Start of RECORDS SUPPLIED

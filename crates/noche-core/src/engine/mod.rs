//! The swipe engine, the session controller that ties decisions, match
//! detection and the participant feed together.
//!
//! [`SwipeEngine`] is the sole writer of decisions and the sole caller of the
//! [`MatchDetector`]. Every storage call goes through the configured
//! [`RetryPolicy`].

mod detector;
mod feed;
mod reconcile;


use std::sync::Arc;

use serde::{Deserialize, Serialize};
use tokio::sync::broadcast;

use crate::{
  Error, Result,
  decision::{Decision, DecisionKind, DecisionPut, NewDecision},
  error::TargetRejection,
  event::EventInfo,
  id::{EventId, UserId},
  matching::{Match, MatchCreated, MatchEntry, MatchOutcome},
  retry::RetryPolicy,
  store::SwipeBackend,
};

pub use detector::MatchDetector;
pub use feed::{Feed, FeedPage};
pub use reconcile::SweepReport;

// ─── Configuration ───────────────────────────────────────────────────────────

#[derive(Debug, Clone, PartialEq, Eq, Deserialize)]
#[serde(default)]
pub struct EngineConfig {
  /// Feed page size when the caller does not ask for one.
  pub default_page_size: usize,
  /// Upper bound on any requested page size.
  pub max_page_size:     usize,
  pub retry:             RetryPolicy,
  /// The reconciliation sweep leaves likes younger than this alone, so it
  /// does not race requests that are still running their own detection.
  pub sweep_grace_ms:    u64,
  /// Buffer size of the match-created broadcast channel.
  pub event_capacity:    usize,
}

impl Default for EngineConfig {
  fn default() -> Self {
    Self {
      default_page_size: 20,
      max_page_size:     100,
      retry:             RetryPolicy::default(),
      sweep_grace_ms:    5_000,
      event_capacity:    256,
    }
  }
}

impl EngineConfig {
  /// Clamp a requested page size into `1..=max_page_size`.
  pub fn page_size(&self, requested: Option<usize>) -> usize {
    requested
      .unwrap_or(self.default_page_size)
      .clamp(1, self.max_page_size.max(1))
  }
}

// ─── Caller ──────────────────────────────────────────────────────────────────

/// Who is making a request, as resolved by the identity collaborator.
#[derive(Debug, Clone, PartialEq, Eq)]
pub enum Caller {
  Anonymous,
  User(UserId),
}

impl Caller {
  pub fn user(&self) -> Result<&UserId> {
    match self {
      Self::User(id) => Ok(id),
      Self::Anonymous => Err(Error::Unauthenticated),
    }
  }
}

impl From<Option<UserId>> for Caller {
  fn from(id: Option<UserId>) -> Self { id.map_or(Self::Anonymous, Self::User) }
}

// ─── Outcome ─────────────────────────────────────────────────────────────────

/// Response to a swipe submission.
#[derive(Debug, Clone, PartialEq, Eq, Serialize, Deserialize)]
pub struct SwipeOutcome {
  pub accepted:             bool,
  /// `true` if an identical decision already existed and nothing was written.
  pub replayed:             bool,
  /// `true` only on the call that created the match.
  pub matched:              bool,
  pub matched_with:         Option<UserId>,
  pub matched_display_name: Option<String>,
}

impl SwipeOutcome {
  fn accepted(replayed: bool) -> Self {
    Self {
      accepted: true,
      replayed,
      matched: false,
      matched_with: None,
      matched_display_name: None,
    }
  }
}

// ─── Engine ──────────────────────────────────────────────────────────────────

pub struct SwipeEngine<S> {
  backend: Arc<S>,
  config:  EngineConfig,
  events:  broadcast::Sender<MatchCreated>,
}

impl<S> SwipeEngine<S>
where
  S: SwipeBackend,
{
  pub fn new(backend: Arc<S>, config: EngineConfig) -> Self {
    let (events, _) = broadcast::channel(config.event_capacity.max(1));
    Self { backend, config, events }
  }

  pub fn backend(&self) -> &Arc<S> { &self.backend }

  pub fn config(&self) -> &EngineConfig { &self.config }

  /// Receive a [`MatchCreated`] for every match materialised from now on.
  pub fn subscribe(&self) -> broadcast::Receiver<MatchCreated> {
    self.events.subscribe()
  }

  pub fn detector(&self) -> MatchDetector<'_, S> {
    MatchDetector::new(&self.backend, &self.config.retry)
  }

  // ── Swipes ────────────────────────────────────────────────────────────────

  /// Validate and record `caller`'s decision on `target`, then run match
  /// detection for likes.
  ///
  /// Checks run in order: authentication, event open for swiping, not a
  /// self-swipe, target on the roster, caller on the roster. Re-submitting
  /// the same kind is a no-op that still reports `accepted`; a different
  /// kind fails with [`Error::ConflictingDecision`].
  pub async fn submit_decision(
    &self,
    caller: &Caller,
    event_id: &EventId,
    target: &UserId,
    kind: DecisionKind,
  ) -> Result<SwipeOutcome> {
    let caller = caller.user()?;
    self.open_event(event_id).await?;

    if caller == target {
      return Err(Error::InvalidTarget {
        target: target.clone(),
        reason: TargetRejection::SelfSwipe,
      });
    }

    let backend = &*self.backend;
    let target_listed = self
      .config
      .retry
      .run("roster lookup", move || backend.is_participant(event_id, target))
      .await?;
    if !target_listed {
      return Err(Error::InvalidTarget {
        target: target.clone(),
        reason: TargetRejection::NotOnRoster,
      });
    }
    self.ensure_participant(event_id, caller).await?;

    let new_decision = NewDecision {
      event_id:  event_id.clone(),
      from_user: caller.clone(),
      to_user:   target.clone(),
      kind,
    };
    // The store's insert is conditional, so retrying a write that actually
    // committed comes back as a same-kind conflict.
    let put = self
      .config
      .retry
      .run("decision write", move || backend.put(new_decision.clone()))
      .await?;

    match put {
      DecisionPut::Recorded(decision) => {
        tracing::debug!(
          event = %event_id,
          from = %caller,
          to = %target,
          kind = %kind,
          "decision recorded"
        );
        if decision.is_like() {
          self.complete_like(&decision, SwipeOutcome::accepted(false)).await
        } else {
          Ok(SwipeOutcome::accepted(false))
        }
      }
      DecisionPut::Conflict(existing) if existing.kind == kind => {
        tracing::debug!(
          event = %event_id,
          from = %caller,
          to = %target,
          kind = %kind,
          "identical decision replayed"
        );
        if existing.detection_pending() {
          self.complete_like(&existing, SwipeOutcome::accepted(true)).await
        } else {
          Ok(SwipeOutcome::accepted(true))
        }
      }
      DecisionPut::Conflict(existing) => Err(Error::ConflictingDecision {
        existing:  existing.kind,
        requested: kind,
      }),
    }
  }

  /// Run detection for a committed like and fold the result into `outcome`.
  ///
  /// A detection failure does not fail the swipe: the like stays pending and
  /// the reconciliation sweep retries it.
  async fn complete_like(
    &self,
    like: &Decision,
    mut outcome: SwipeOutcome,
  ) -> Result<SwipeOutcome> {
    let Some(detected) = self.resolve_detection(like).await else {
      return Ok(outcome);
    };
    if let MatchOutcome::Created(record) = detected {
      outcome.matched = true;
      outcome.matched_display_name = self.display_name(&like.to_user).await;
      outcome.matched_with = Some(like.to_user.clone());
      self.publish(record, like.from_user.clone());
    }
    Ok(outcome)
  }

  /// Detect, then mark the like resolved. Returns `None` if detection itself
  /// failed and the like is still pending.
  async fn resolve_detection(&self, like: &Decision) -> Option<MatchOutcome> {
    let detected = match self
      .detector()
      .try_create_match(&like.event_id, &like.from_user, &like.to_user)
      .await
    {
      Ok(outcome) => outcome,
      Err(e) => {
        let pending = Error::DetectionPending {
          event_id: like.event_id.clone(),
          from:     like.from_user.clone(),
          to:       like.to_user.clone(),
        };
        tracing::warn!(error = %e, "{pending}; leaving it for the sweep");
        return None;
      }
    };

    let backend = &*self.backend;
    let (event_id, from, to) = (&like.event_id, &like.from_user, &like.to_user);
    if let Err(e) = self
      .config
      .retry
      .run("mark detected", move || backend.mark_detected(event_id, from, to))
      .await
    {
      // Detection is idempotent; the sweep will re-run it and find the
      // match already in place.
      tracing::warn!(error = %e, event = %event_id, from = %from, to = %to,
        "could not mark detection resolved");
    }
    Some(detected)
  }

  fn publish(&self, record: Match, triggered_by: UserId) {
    // No subscribers is fine; delivery is somebody else's job.
    let _ = self.events.send(MatchCreated { record, triggered_by });
  }

  async fn display_name(&self, user: &UserId) -> Option<String> {
    let backend = &*self.backend;
    let users = std::slice::from_ref(user);
    match self
      .config
      .retry
      .run("profile lookup", move || backend.profiles(users))
      .await
    {
      Ok(mut found) => found.pop().map(|p| p.display_name),
      Err(e) => {
        tracing::warn!(error = %e, user = %user, "profile lookup failed");
        None
      }
    }
  }

  // ── Feed ──────────────────────────────────────────────────────────────────

  /// Open a participant feed for `caller` in `event_id`.
  ///
  /// The feed yields pages of at most `page_size` (clamped by config)
  /// participants and re-checks exclusions before every page.
  pub async fn feed(
    &self,
    caller: &Caller,
    event_id: &EventId,
    page_size: Option<usize>,
  ) -> Result<Feed<'_, S>> {
    let caller = caller.user()?;
    self.open_event(event_id).await?;
    self.ensure_participant(event_id, caller).await?;
    Feed::build(
      &*self.backend,
      &self.config.retry,
      caller.clone(),
      event_id.clone(),
      self.config.page_size(page_size),
    )
    .await
  }

  /// Open a feed and pull its first page.
  pub async fn feed_page(
    &self,
    caller: &Caller,
    event_id: &EventId,
    page_size: Option<usize>,
  ) -> Result<FeedPage> {
    let mut feed = self.feed(caller, event_id, page_size).await?;
    let participants = feed.next_page().await?;
    Ok(FeedPage {
      event_id: event_id.clone(),
      participants,
      remaining: feed.remaining(),
    })
  }

  // ── Matches ───────────────────────────────────────────────────────────────

  /// Every match `caller` has in `event_id`, including past events.
  pub async fn matches(
    &self,
    caller: &Caller,
    event_id: &EventId,
  ) -> Result<Vec<MatchEntry>> {
    let caller = caller.user()?;
    self.known_event(event_id).await?;

    let backend = &*self.backend;
    let records = self
      .config
      .retry
      .run("match listing", move || backend.matches_for(event_id, caller))
      .await?;

    let partners: Vec<UserId> = records
      .iter()
      .filter_map(|m| m.partner_of(caller).cloned())
      .collect();
    let partners_ref = partners.as_slice();
    let profiles = self
      .config
      .retry
      .run("profile lookup", move || backend.profiles(partners_ref))
      .await?;

    Ok(
      records
        .into_iter()
        .filter_map(|m| {
          let partner = m.partner_of(caller)?.clone();
          let partner_name = profiles
            .iter()
            .find(|p| p.user_id == partner)
            .map(|p| p.display_name.clone());
          Some(MatchEntry {
            match_id: m.match_id,
            event_id: m.event_id,
            partner,
            partner_name,
            matched_at: m.created_at,
          })
        })
        .collect(),
    )
  }

  // ── Validation helpers ────────────────────────────────────────────────────

  async fn known_event(&self, event_id: &EventId) -> Result<EventInfo> {
    let backend = &*self.backend;
    self
      .config
      .retry
      .run("event lookup", move || backend.event(event_id))
      .await?
      .ok_or_else(|| Error::InvalidEvent(event_id.clone()))
  }

  async fn open_event(&self, event_id: &EventId) -> Result<EventInfo> {
    let event = self.known_event(event_id).await?;
    if !event.status.is_swipeable() {
      return Err(Error::InvalidEvent(event_id.clone()));
    }
    Ok(event)
  }

  async fn ensure_participant(&self, event_id: &EventId, user: &UserId) -> Result<()> {
    let backend = &*self.backend;
    let listed = self
      .config
      .retry
      .run("roster lookup", move || backend.is_participant(event_id, user))
      .await?;
    if listed { Ok(()) } else { Err(Error::NotParticipant(event_id.clone())) }
  }
}
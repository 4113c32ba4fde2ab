//! [`MemoryStore`], an in-process implementation of every storage trait.
//!
//! Suitable for embedding and tests. All state sits behind one mutex, which
//! is never held across an `.await`; each trait call is a single critical
//! section, so conditional inserts are atomic.

use std::{
  collections::{BTreeMap, HashMap},
  sync::{Mutex, MutexGuard},
};

use chrono::{DateTime, Utc};
use thiserror::Error;

use crate::{
  decision::{Decision, DecisionPut, NewDecision},
  event::EventInfo,
  id::{EventId, PairKey, UserId},
  matching::{Match, MatchInsert},
  participant::ParticipantSnapshot,
  store::{Authenticator, Backend, DecisionStore, Directory, MatchStore, StorageError},
};

#[derive(Debug, Error)]
pub enum MemoryError {
  #[error("memory store lock poisoned")]
  Poisoned,
}

impl StorageError for MemoryError {
  fn is_transient(&self) -> bool { false }
}

type DecisionKey = (EventId, UserId, UserId);

#[derive(Default)]
struct State {
  events:    HashMap<EventId, EventInfo>,
  rosters:   HashMap<EventId, Vec<UserId>>,
  profiles:  HashMap<UserId, ParticipantSnapshot>,
  decisions: BTreeMap<DecisionKey, Decision>,
  matches:   HashMap<(EventId, PairKey), Match>,
  tokens:    HashMap<String, UserId>,
}

#[derive(Default)]
pub struct MemoryStore {
  state: Mutex<State>,
}

impl MemoryStore {
  pub fn new() -> Self { Self::default() }

  fn lock(&self) -> Result<MutexGuard<'_, State>, MemoryError> {
    self.state.lock().map_err(|_| MemoryError::Poisoned)
  }

  // ── Directory writes ──────────────────────────────────────────────────────

  pub fn upsert_event(&self, event: EventInfo) -> Result<(), MemoryError> {
    self.lock()?.events.insert(event.event_id.clone(), event);
    Ok(())
  }

  pub fn upsert_profile(&self, profile: ParticipantSnapshot) -> Result<(), MemoryError> {
    self.lock()?.profiles.insert(profile.user_id.clone(), profile);
    Ok(())
  }

  /// Append `user` to the roster of `event_id`; a no-op if already listed.
  pub fn add_participant(&self, event_id: &EventId, user: &UserId) -> Result<(), MemoryError> {
    let mut state = self.lock()?;
    let roster = state.rosters.entry(event_id.clone()).or_default();
    if !roster.contains(user) {
      roster.push(user.clone());
    }
    Ok(())
  }

  pub fn remove_participant(&self, event_id: &EventId, user: &UserId) -> Result<(), MemoryError> {
    if let Some(roster) = self.lock()?.rosters.get_mut(event_id) {
      roster.retain(|u| u != user);
    }
    Ok(())
  }

  pub fn insert_token(&self, token: impl Into<String>, user: UserId) -> Result<(), MemoryError> {
    self.lock()?.tokens.insert(token.into(), user);
    Ok(())
  }

  /// Number of stored decisions, across all events.
  pub fn decision_count(&self) -> Result<usize, MemoryError> { Ok(self.lock()?.decisions.len()) }

  /// Number of stored matches, across all events.
  pub fn match_count(&self) -> Result<usize, MemoryError> { Ok(self.lock()?.matches.len()) }
}

impl Backend for MemoryStore {
  type Error = MemoryError;
}

// ─── DecisionStore ───────────────────────────────────────────────────────────

impl DecisionStore for MemoryStore {
  async fn put(&self, decision: NewDecision) -> Result<DecisionPut, MemoryError> {
    let mut state = self.lock()?;
    let key = (decision.event_id.clone(), decision.from_user.clone(), decision.to_user.clone());
    if let Some(existing) = state.decisions.get(&key) {
      return Ok(DecisionPut::Conflict(existing.clone()));
    }
    let stored = Decision {
      event_id:    decision.event_id,
      from_user:   decision.from_user,
      to_user:     decision.to_user,
      kind:        decision.kind,
      created_at:  Utc::now(),
      detected_at: None,
    };
    state.decisions.insert(key, stored.clone());
    Ok(DecisionPut::Recorded(stored))
  }

  async fn get(
    &self,
    event_id: &EventId,
    from: &UserId,
    to: &UserId,
  ) -> Result<Option<Decision>, MemoryError> {
    let key = (event_id.clone(), from.clone(), to.clone());
    Ok(self.lock()?.decisions.get(&key).cloned())
  }

  async fn decided_targets(
    &self,
    event_id: &EventId,
    from: &UserId,
  ) -> Result<Vec<UserId>, MemoryError> {
    Ok(
      self
        .lock()?
        .decisions
        .values()
        .filter(|d| &d.event_id == event_id && &d.from_user == from)
        .map(|d| d.to_user.clone())
        .collect(),
    )
  }

  async fn mark_detected(
    &self,
    event_id: &EventId,
    from: &UserId,
    to: &UserId,
  ) -> Result<(), MemoryError> {
    let key = (event_id.clone(), from.clone(), to.clone());
    if let Some(d) = self.lock()?.decisions.get_mut(&key)
      && d.is_like()
    {
      d.detected_at = Some(Utc::now());
    }
    Ok(())
  }

  async fn pending_detections(
    &self,
    older_than: DateTime<Utc>,
    limit: usize,
  ) -> Result<Vec<Decision>, MemoryError> {
    let mut pending: Vec<Decision> = self
      .lock()?
      .decisions
      .values()
      .filter(|d| d.detection_pending() && d.created_at <= older_than)
      .cloned()
      .collect();
    pending.sort_by_key(|d| d.created_at);
    pending.truncate(limit);
    Ok(pending)
  }
}

// ─── MatchStore ──────────────────────────────────────────────────────────────

impl MatchStore for MemoryStore {
  async fn insert_match_if_absent(
    &self,
    event_id: &EventId,
    pair: &PairKey,
  ) -> Result<MatchInsert, MemoryError> {
    let mut state = self.lock()?;
    let key = (event_id.clone(), pair.clone());
    if let Some(existing) = state.matches.get(&key) {
      return Ok(MatchInsert::Existing(existing.clone()));
    }
    let record = Match::new(event_id.clone(), pair);
    state.matches.insert(key, record.clone());
    Ok(MatchInsert::Created(record))
  }

  async fn get_match(
    &self,
    event_id: &EventId,
    pair: &PairKey,
  ) -> Result<Option<Match>, MemoryError> {
    Ok(self.lock()?.matches.get(&(event_id.clone(), pair.clone())).cloned())
  }

  async fn matches_for(
    &self,
    event_id: &EventId,
    user: &UserId,
  ) -> Result<Vec<Match>, MemoryError> {
    let mut found: Vec<Match> = self
      .lock()?
      .matches
      .values()
      .filter(|m| &m.event_id == event_id && m.involves(user))
      .cloned()
      .collect();
    found.sort_by_key(|m| m.created_at);
    Ok(found)
  }
}

// ─── Directory ───────────────────────────────────────────────────────────────

impl Directory for MemoryStore {
  async fn event(&self, event_id: &EventId) -> Result<Option<EventInfo>, MemoryError> {
    Ok(self.lock()?.events.get(event_id).cloned())
  }

  async fn is_participant(&self, event_id: &EventId, user: &UserId) -> Result<bool, MemoryError> {
    Ok(
      self
        .lock()?
        .rosters
        .get(event_id)
        .is_some_and(|roster| roster.contains(user)),
    )
  }

  async fn roster(&self, event_id: &EventId) -> Result<Vec<UserId>, MemoryError> {
    Ok(self.lock()?.rosters.get(event_id).cloned().unwrap_or_default())
  }

  async fn profiles(&self, users: &[UserId]) -> Result<Vec<ParticipantSnapshot>, MemoryError> {
    let state = self.lock()?;
    Ok(users.iter().filter_map(|u| state.profiles.get(u).cloned()).collect())
  }
}

impl Authenticator for MemoryStore {
  async fn authenticate(&self, token: &str) -> Result<Option<UserId>, MemoryError> {
    Ok(self.lock()?.tokens.get(token).cloned())
  }
}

End of RECORDS SUPPLIED

- **EXERCISE INSTRUCTIONS**
Find every line in the records that contains the word "users"; copy those lines.

- **THE ANSWER**
    let users = std::slice::from_ref(user);
      .run("profile lookup", move || backend.profiles(users))
  async fn profiles(&self, users: &[UserId]) -> Result<Vec<ParticipantSnapshot>, MemoryError> {
    Ok(users.iter().filter_map(|u| state.profiles.get(u).cloned()).collect())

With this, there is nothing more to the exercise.